Here is their press release, in part:
Boston, Mass., February 28, 2008 – End Software Patents, a project working toward the elimination of software patents, was launched today. The ESP project will initially focus on two approaches: 1) assisting corporations that choose to challenge software patents in the courts and at the U.S. Patent and Trademark Office (USPTO) on the basis that patents for software and designs with no physically innovative step have no legal validity, and 2) public education aimed at passing laws to protect software from patent law.
The End Software Patents project believes the current problems with the U.S. patent system are caused by the elimination of restrictions on what is patentable, rather than the details of processing and examination. For example, virtually every patent troll today is holding patents in software and business methods; there are no pharmaceutical patent trolls.
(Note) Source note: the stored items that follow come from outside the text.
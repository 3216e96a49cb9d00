use crate::error::{DetectorError, Result};
use crate::models::image_types::{EncodedImage, TensorPayload};
use image::{DynamicImage, GenericImageView};
use ndarray::Array4;

pub const INPUT_SIZE: u32 = 224;

/// Largest canvas side accepted; keeps `3 * size * size` well inside `usize`.
pub const MAX_INPUT_SIZE: u32 = 4096;

// ImageNet normalization constants
const MEAN: [f32; 3] = [0.485, 0.456, 0.406];
const STD: [f32; 3] = [0.229, 0.224, 0.225];

/// Decodes the bytes behind an encoded image into a raster.
pub fn decode_raster(image: &EncodedImage) -> Result<DynamicImage> {
    let bytes = image.decode_bytes()?;
    image::load_from_memory(&bytes).map_err(|e| {
        DetectorError::decode(format!("Image loading/decoding failed ({}): {}", image.mime_type, e))
    })
}

/// Stretches the raster onto a `size`x`size` canvas and returns a normalized
/// NCHW tensor of shape (1, 3, size, size). Alpha is discarded.
pub fn preprocess(img: &DynamicImage, size: u32) -> Result<Array4<f32>> {
    let (w, h) = img.dimensions();
    if w == 0 || h == 0 || size == 0 || size > MAX_INPUT_SIZE {
        return Err(DetectorError::decode(format!(
            "Cannot draw a {}x{} image onto a {}x{} canvas",
            w, h, size, size
        )));
    }

    let canvas = img
        .resize_exact(size, size, image::imageops::FilterType::Triangle)
        .to_rgba8();

    // Planar layout: every red value, then every green, then every blue.
    let hw = size as usize * size as usize;
    let mut data = vec![0f32; 3 * hw];
    for (p, pixel) in canvas.as_raw().chunks_exact(4).enumerate() {
        data[p] = (pixel[0] as f32 / 255.0 - MEAN[0]) / STD[0];
        data[hw + p] = (pixel[1] as f32 / 255.0 - MEAN[1]) / STD[1];
        data[2 * hw + p] = (pixel[2] as f32 / 255.0 - MEAN[2]) / STD[2];
    }

    Array4::from_shape_vec((1, 3, size as usize, size as usize), data)
        .map_err(|e| DetectorError::decode(format!("Failed to create tensor: {}", e)))
}

/// Flattens a tensor for the trip to the page context.
pub fn to_payload(tensor: &Array4<f32>) -> TensorPayload {
    TensorPayload {
        data: tensor.iter().copied().collect(),
        width: tensor.shape()[3] as u32,
    }
}

/// Rebuilds the (1, 3, w, w) tensor on the receiving side.
pub fn from_payload(payload: TensorPayload) -> Result<Array4<f32>> {
    let w = payload.width as usize;
    Array4::from_shape_vec((1, 3, w, w), payload.data).map_err(|e| {
        DetectorError::inference(format!("Tensor payload does not match shape (1, 3, {w}, {w}): {e}"))
    })
}
// Only go no_std when building for SBF.
#![cfg_attr(feature = "sbf", no_std)]

#[cfg(feature = "std")]
extern crate std;

#[cfg(not(feature = "no-entrypoint"))]
pub mod entrypoint;

pub mod error;
pub mod helpers;
pub mod instruction;
pub mod processor;

pinocchio_pubkey::declare_id!("6GPwutRaJS5UgUfu5tQn5uYkrWoxoGPJoL8gdMsGiZsY");

// ---- SBF-only runtime shims (no_std builds) ----
#[cfg(feature = "sbf")]
#[panic_handler]
fn panic(_info: &core::panic::PanicInfo) -> ! {
    // On-chain panic: spin forever (abort semantics)
    loop {}
}

#[cfg(feature = "sbf")]
pinocchio::no_allocator!();
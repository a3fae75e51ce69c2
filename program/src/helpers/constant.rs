/// Length of an Anchor instruction selector.
pub const ANCHOR_DISCRIMINATOR_LEN: usize = 8;

/// `sha256("global:initialize")[..8]`
pub const INITIALIZE_DISCRIMINATOR: [u8; ANCHOR_DISCRIMINATOR_LEN] =
    [175, 175, 109, 31, 13, 152, 155, 237];

// Reserved Anchor framework error codes.
pub const ERROR_INSTRUCTION_MISSING: u32 = 100;
pub const ERROR_INSTRUCTION_FALLBACK_NOT_FOUND: u32 = 101;
pub const ERROR_DECLARED_PROGRAM_ID_MISMATCH: u32 = 4100;
use crate::processor::process_instruction;

// Entrypoint macro
pinocchio::program_entrypoint!(process_instruction);
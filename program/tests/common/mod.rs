#![allow(dead_code)]

use solana_program_test::ProgramTest;
use std::{env, path::PathBuf};

pub use solana_program_test::ProgramTestContext;
pub use solana_sdk::{
    instruction::{AccountMeta, Instruction, InstructionError},
    pubkey::Pubkey,
    signature::{Signature, Signer},
    transaction::{Transaction, TransactionError},
};


pub fn program_id() -> Pubkey {
    Pubkey::new_from_array(simple_escrow::ID)
}

/// Directory holding `simple_escrow.so`; `SIMPLE_ESCROW_DEPLOY_DIR` overrides
/// the crate's own `target/deploy`.
pub fn deploy_dir() -> PathBuf {
    env::var_os("SIMPLE_ESCROW_DEPLOY_DIR")
        .map(PathBuf::from)
        .unwrap_or_else(|| PathBuf::from(env!("CARGO_MANIFEST_DIR")).join("target/deploy"))
}

pub fn program_test() -> ProgramTest {
    let deploy_dir = deploy_dir();
    env::set_var("BPF_OUT_DIR", &deploy_dir);
    let so_path = deploy_dir.join("simple_escrow.so");
    assert!(
        so_path.exists(),
        "SBF artifact not found at {}.\nBuild first: `cargo-build-sbf --no-default-features --features sbf --manifest-path program/Cargo.toml`",
        so_path.display()
    );

    let mut pt = ProgramTest::default();
    pt.prefer_bpf(true);
    pt.add_upgradeable_program_to_genesis("simple_escrow", &program_id());
    pt
}

/// Outcome of a submitted transaction.
pub struct Sent {
    pub signature: Signature,
    pub result: Result<(), TransactionError>,
    pub logs: Vec<String>,
}

/// Sign `ixs` with the context payer and submit, keeping logs.
pub async fn send(ctx: &mut ProgramTestContext, ixs: &[Instruction]) -> Sent {
    let tx = Transaction::new_signed_with_payer(
        ixs,
        Some(&ctx.payer.pubkey()),
        &[&ctx.payer],
        ctx.last_blockhash,
    );
    let signature = tx.signatures[0];
    let res = ctx
        .banks_client
        .process_transaction_with_metadata(tx)
        .await
        .unwrap();
    let logs = res.metadata.map(|m| m.log_messages).unwrap_or_default();
    Sent { signature, result: res.result, logs }
}

pub fn greeting() -> String {
    format!("Program log: Greetings from: {}", program_id())
}
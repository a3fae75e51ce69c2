use pinocchio::pubkey::Pubkey;

const ALPHABET: &[u8; 58] = b"123456789ABCDEFGHJKLMNPQRSTUVWXYZabcdefghijkmnopqrstuvwxyz";

/// Longest base58 rendering of 32 bytes.
pub const MAX_ENCODED_PUBKEY_LEN: usize = 44;

/// Encode `key` as base58 into `out` without allocating. Leading zero bytes
/// become `'1'`, so the all-zero key renders as 32 ones.
pub fn encode_pubkey<'a>(key: &Pubkey, out: &'a mut [u8; MAX_ENCODED_PUBKEY_LEN]) -> &'a str {
    // little-endian base58 digits of the big-endian input
    let mut digits = [0u8; MAX_ENCODED_PUBKEY_LEN];
    let mut len = 0usize;

    for &byte in key.iter() {
        let mut carry = byte as u32;
        for digit in digits[..len].iter_mut() {
            carry += (*digit as u32) << 8;
            *digit = (carry % 58) as u8;
            carry /= 58;
        }
        while carry > 0 {
            digits[len] = (carry % 58) as u8;
            len += 1;
            carry /= 58;
        }
    }

    let zeros = key.iter().take_while(|b| **b == 0).count();
    let total = zeros + len;

    out[..zeros].fill(b'1');
    for (i, slot) in out[zeros..total].iter_mut().enumerate() {
        *slot = ALPHABET[digits[len - 1 - i] as usize];
    }

    // alphabet is ASCII
    core::str::from_utf8(&out[..total]).unwrap_or("")
}
impl UserRepository for MemStore {
    async fn create(&self, user: &User) -> AuthResult<()> {
        self.inner
            .lock()
            .unwrap()
            .users
            .insert(user.user_id, user.clone());
        Ok(())
    }

    async fn find_by_id(&self, user_id: &UserId) -> AuthResult<Option<User>> {
        Ok(self.inner.lock().unwrap().users.get(user_id).cloned())
    }

    async fn find_by_email(&self, email: &Email) -> AuthResult<Option<User>> {
        Ok(self
            .inner
            .lock()
            .unwrap()
            .users
            .values()
            .find(|u| u.email == *email)
            .cloned())
    }

    async fn exists_by_email(&self, email: &Email) -> AuthResult<bool> {
        Ok(self
            .inner
            .lock()
            .unwrap()
            .users
            .values()
            .any(|u| u.email == *email))
    }

    async fn update(&self, user: &User) -> AuthResult<()> {
        self.inner
            .lock()
            .unwrap()
            .users
            .insert(user.user_id, user.clone());
        Ok(())
    }

    async fn delete(&self, user_id: &UserId) -> AuthResult<()> {
        let mut inner = self.inner.lock().unwrap();
        inner.users.remove(user_id);
        inner.sessions.retain(|_, s| s.user_id != *user_id);
        inner.accounts.retain(|a| a.user_id != *user_id);
        Ok(())
    }
}

impl AccountRepository for MemStore {
    async fn create(&self, account: &Account) -> AuthResult<()> {
        self.inner.lock().unwrap().accounts.push(account.clone());
        Ok(())
    }

    async fn find_credential_by_user_id(&self, user_id: &UserId) -> AuthResult<Option<Account>> {
        Ok(self
            .inner
            .lock()
            .unwrap()
            .accounts
            .iter()
            .find(|a| a.user_id == *user_id && a.is_credential())
            .cloned())
    }

    async fn update(&self, account: &Account) -> AuthResult<()> {
        let mut inner = self.inner.lock().unwrap();
        if let Some(slot) = inner
            .accounts
            .iter_mut()
            .find(|a| a.account_id == account.account_id)
        {
            *slot = account.clone();
        }
        Ok(())
    }
}

impl SessionRepository for MemStore {
    async fn create(&self, session: &Session) -> AuthResult<()> {
        self.inner
            .lock()
            .unwrap()
            .sessions
            .insert(session.token.clone(), session.clone());
        Ok(())
    }

    async fn find_by_token(&self, token: &str) -> AuthResult<Option<Session>> {
        Ok(self.inner.lock().unwrap().sessions.get(token).cloned())
    }

    async fn update(&self, session: &Session) -> AuthResult<()> {
        self.inner
            .lock()
            .unwrap()
            .sessions
            .insert(session.token.clone(), session.clone());
        Ok(())
    }

    async fn delete_by_token(&self, token: &str) -> AuthResult<()> {
        self.inner.lock().unwrap().sessions.remove(token);
        Ok(())
    }

    async fn delete_all_for_user(&self, user_id: &UserId) -> AuthResult<u64> {
        let mut inner = self.inner.lock().unwrap();
        let before = inner.sessions.len();
        inner.sessions.retain(|_, s| s.user_id != *user_id);
        Ok((before - inner.sessions.len()) as u64)
    }

    async fn cleanup_expired(&self) -> AuthResult<u64> {
        let now = Utc::now();
        let mut inner = self.inner.lock().unwrap();
        let before = inner.sessions.len();
        inner.sessions.retain(|_, s| !s.is_expired(now));
        Ok((before - inner.sessions.len()) as u64)
    }
}

impl VerificationRepository for MemStore {
    async fn create(&self, verification: &Verification) -> AuthResult<()> {
        self.inner
            .lock()
            .unwrap()
            .verifications
            .insert(verification.value.clone(), verification.clone());
        Ok(())
    }

    async fn find_by_value(&self, value: &str) -> AuthResult<Option<Verification>> {
        Ok(self.inner.lock().unwrap().verifications.get(value).cloned())
    }

    async fn delete(&self, value: &str) -> AuthResult<()> {
        self.inner.lock().unwrap().verifications.remove(value);
        Ok(())
    }

    async fn cleanup_expired(&self) -> AuthResult<u64> {
        let now = Utc::now();
        let mut inner = self.inner.lock().unwrap();
        let before = inner.verifications.len();
        inner.verifications.retain(|_, v| !v.is_expired(now));
        Ok((before - inner.verifications.len()) as u64)
    }
}

#[derive(Clone, Default)]
struct MemRateLimit {
    windows: Arc<Mutex<HashMap<String, RateLimitWindow>>>,
}

impl RateLimitStore for MemRateLimit {
    async fn check_and_increment(
        &self,
        key: &str,
        config: &RateLimitConfig,
    ) -> Result<RateLimitDecision, Box<dyn std::error::Error + Send + Sync>> {
        let now_ms = Utc::now().timestamp_millis();
        let mut windows = self.windows.lock().unwrap();
        let window = windows
            .get(key)
            .copied()
            .unwrap_or_else(|| RateLimitWindow::first(now_ms));
        let (next, decision) = window.register(now_ms, config);
        windows.insert(key.to_string(), next);
        Ok(decision)
    }
}

// ============================================================================
// Fixtures
// ============================================================================

fn test_config() -> Arc<AuthConfig> {
    let mut config = AuthConfig::with_random_secret();
    config.cookie_secure = false;
    Arc::new(config)
}

fn client() -> ClientInfo {
    ClientInfo::new(Some("203.0.113.7".parse().unwrap()), None)
}

async fn seed_user(
    store: &MemStore,
    email: &str,
    password: &str,
    role: UserRole,
    config: &AuthConfig,
) -> User {
    let mut user = User::new("Test User".to_string(), Email::new(email).unwrap());
    user.set_role(role);
    UserRepository::create(store, &user).await.unwrap();

    let hash = ClearTextPassword::new(password.to_string())
        .unwrap()
        .hash(config.pepper())
        .unwrap();
    AccountRepository::create(store, &Account::credential(user.user_id, hash))
        .await
        .unwrap();

    user
}

fn sign_in_use_case(
    store: &MemStore,
    limiter: &MemRateLimit,
    config: &Arc<AuthConfig>,
) -> SignInUseCase<MemStore, MemStore, MemStore, MemRateLimit> {
    SignInUseCase::new(
        Arc::new(store.clone()),
        Arc::new(store.clone()),
        Arc::new(store.clone()),
        Arc::new(limiter.clone()),
        config.clone(),
    )
}

fn get_session_use_case(
    store: &MemStore,
    config: &Arc<AuthConfig>,
) -> GetSessionUseCase<MemStore, MemStore> {
    GetSessionUseCase::new(Arc::new(store.clone()), Arc::new(store.clone()), config.clone())
}
//! Ban State Value Object
//!
//! A ban is either permanent (no expiry) or time-bounded. An expired ban
//! no longer blocks authentication but stays on the record until cleared.

use chrono::{DateTime, Utc};
use serde::{Deserialize, Serialize};

/// Ban state attached to a user
#[derive(Debug, Clone, Default, PartialEq, Eq, Serialize, Deserialize)]
pub struct BanState {
    pub banned: bool,
    pub reason: Option<String>,
    pub expires: Option<DateTime<Utc>>,
}

impl BanState {
    /// No ban
    pub fn none() -> Self {
        Self::default()
    }

    /// A new ban, permanent when `expires` is `None`
    pub fn new(reason: String, expires: Option<DateTime<Utc>>) -> Self {
        Self {
            banned: true,
            reason: Some(reason),
            expires,
        }
    }

    /// Whether the ban currently blocks authentication
    pub fn is_active(&self, now: DateTime<Utc>) -> bool {
        self.banned && self.expires.is_none_or(|e| now < e)
    }

    /// Whether a ban exists but its expiry has passed
    pub fn is_lapsed(&self, now: DateTime<Utc>) -> bool {
        self.banned && self.expires.is_some_and(|e| now >= e)
    }
}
“Software patents endanger both software developers and businesses, ironically stifling the very innovation that the U.S. patent system was intended to foster,” said Ben Klemens, executive director of End Software Patents. “With statements from the Supreme Court and the USPTO supporting our position, we can use our court system to restore our patent system to its original state without delay.”
In a separate announcement today, ESP released its first report on the current state of software and business method patents. The report covers the economic impact of software patents, including the $30.4 billion* in costs incurred by U.S. businesses each year by software patent litigation. It also covers the expansion of software patent infringement suits to threaten general business, and recent judiciary statements and rulings that question the patentability of software – including relevant U.S. Supreme Court statements and the February 2008 Court of Appeals for the Federal Circuit (CAFC) announcement that they will reexamine the scope of what is patentable. These statements and rulings provide new arguments and authority to those who face lawsuits based on software or business method patents.
“Software patents are a burden on U.S. businesses and innovation, and the debate on the patentability of software will have a profound impact on the software industry over the next 20 years,” said Brad Feld, Managing Director at Foundry Group. Feld added, “I am pleased to see that the End Software Patents project has formed to directly address the problem. These are smart people who know a lot about patents, and I have every expectation that they will help achieve change.”